Features

Everything Borg does, how it works under the hood, and the trade-offs behind each decision.

Every feature below ships in the open source release under Apache 2.0.

Knowledge Graph Extraction

An LLM pipeline that runs on every ingested episode. Extracts entities, facts, and procedures into a typed, temporal knowledge graph. No manual tagging.

Entity Extraction

Each episode is processed by gpt-5-mini to extract up to 10 entities with a constrained type taxonomy: person, organization, project, service, technology, pattern, environment, document, metric, decision. The LLM is instructed to use the most specific common name ("Webhook Gateway" not "event delivery system") and to include known aliases.

Generic concepts are excluded — "authentication" is not an entity, but "Webhook Signature Validation Pattern" is. Actions and events are excluded. This constraint keeps the graph clean and mergeable.

Three-Pass Entity Resolution

Design principle: prefer fragmentation over collision. Two separate entities for the same thing can be merged later with a simple UPDATE. Two different things incorrectly merged corrupt every fact attached to both. Fragmentation is recoverable.

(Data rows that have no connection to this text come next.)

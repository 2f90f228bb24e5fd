// SPDX-FileCopyrightText: 2026 Tandem Contributors
// SPDX-License-Identifier: MIT OR Apache-2.0

//! SQLite persistence layer for Tandem.
//!
//! Provides WAL-mode SQLite storage with embedded migrations, a single-writer
//! concurrency model via `tokio-rusqlite`, and the transactional pairing
//! operations that keep `partner_id` symmetric.

pub mod adapter;
pub mod crypto;
pub mod database;
pub mod migrations;
pub mod queries;

pub use adapter::SqliteStore;
pub use database::Database;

Collision is not.

PassMethodConfidenceCondition
1Exact match (name + type + namespace)1.0Case-insensitive
2Alias match (properties→aliases)0.95Single match only
3Semantic similarity (embedding)> 0.92Top-two gap > 0.03, else flag as conflict

When ambiguous — the top two semantic candidates are within 0.03 of each other — a conflict record is created and a new entity is born. Conflicts are visible via the admin API for manual review.

Canonical Predicate Registry

24 canonical predicates across four categories ensure consistent, queryable relationships. The LLM is given the full list and instructed to use canonical predicates where possible. Non-canonical predicates are flagged as custom and tracked with occurrence counts for promotion review.

Structural

uses/used_by, contains/contained_in, depends_on/dependency_of, implements/implemented_by, integrates_with, authored/authored_by, owns/owned_by

Temporal

replaced/replaced_by

Decisional

decided/decided_by

Operational

deployed_to/hosts, manages/managed_by, configured_with, targets, blocked_by/blocks

Temporal Facts with Supersession

Facts are not overwritten. They're superseded. The full history is always available.

Every fact carries valid_from and valid_until timestamps. When a new fact contradicts an existing current fact (same subject + predicate + different object), the old fact is marked superseded withvalid_until = now(). The old fact is never deleted.

-- March 1: Customer Portal uses Semantic Kernel
fact_id: a1b2... | predicate: uses | valid_until: NULL | status: observed

-- March 10: Customer Portal uses Azure AI Foundry (new decision)
-- Old fact automatically superseded:
fact_id: a1b2... | predicate: uses | valid_until: 2026-03-10 | status: superseded
fact_id: c3d4... | predicate: uses | valid_until: NULL       | status: observed

Seven evidence statuses track the lifecycle of every fact:user_assertedobservedextractedinferredpromoteddeprecatedsuperseded. Authority hierarchy: user-asserted facts outrank LLM-extracted ones. Superseded facts are excluded from compilation but always available for compliance queries.

Task-Specific Context Compilation

Different tasks need different memory. The compiler classifies intent, retrieves from multiple strategies, and weights memory types per task class.

Dual-Profile Classification

Instead of mapping a query to one task class, Borg identifies a primary and optional secondary class. If the confidence gap between them is less than 0.3, both profiles execute retrieval. This eliminates the single-path classification failure mode.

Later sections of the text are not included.